● **WORK TO BE COMPLETED**
What is needed is a copy of each line in the listing that contains "remove".

===== PROVIDED RECORDS =====

use dashmap::DashMap;
use tokio::sync::broadcast;
use ulid::Ulid;

use crate::model::Event;

const CHANNEL_CAPACITY: usize = 256;

/// Broadcast hub for change notifications, one channel per space or pass.
pub struct NotifyHub {
    channels: DashMap<Ulid, broadcast::Sender<Event>>,
}

impl Default for NotifyHub {
    fn default() -> Self {
        Self::new()
    }
}

impl NotifyHub {
    pub fn new() -> Self {
        Self {
            channels: DashMap::new(),
        }
    }

    /// Subscribe to changes of a space or pass. Creates the channel if needed.
    pub fn subscribe(&self, record_id: Ulid) -> broadcast::Receiver<Event> {
        let sender = self
            .channels
            .entry(record_id)
            .or_insert_with(|| broadcast::channel(CHANNEL_CAPACITY).0);
        sender.subscribe()
    }

    /// Send a notification. No-op if nobody is listening.
    pub fn send(&self, record_id: Ulid, event: &Event) {
        if let Some(sender) = self.channels.get(&record_id) {
            let _ = sender.send(event.clone());
        }
    }

    /// Drop the channel of a deleted record; subscribers see the stream close.
    pub fn remove(&self, record_id: &Ulid) {
        self.channels.remove(record_id);
    }
}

=====

● **RESPONSE FOR THIS EXERCISE**
    pub fn remove(&self, record_id: &Ulid) {
        self.channels.remove(record_id);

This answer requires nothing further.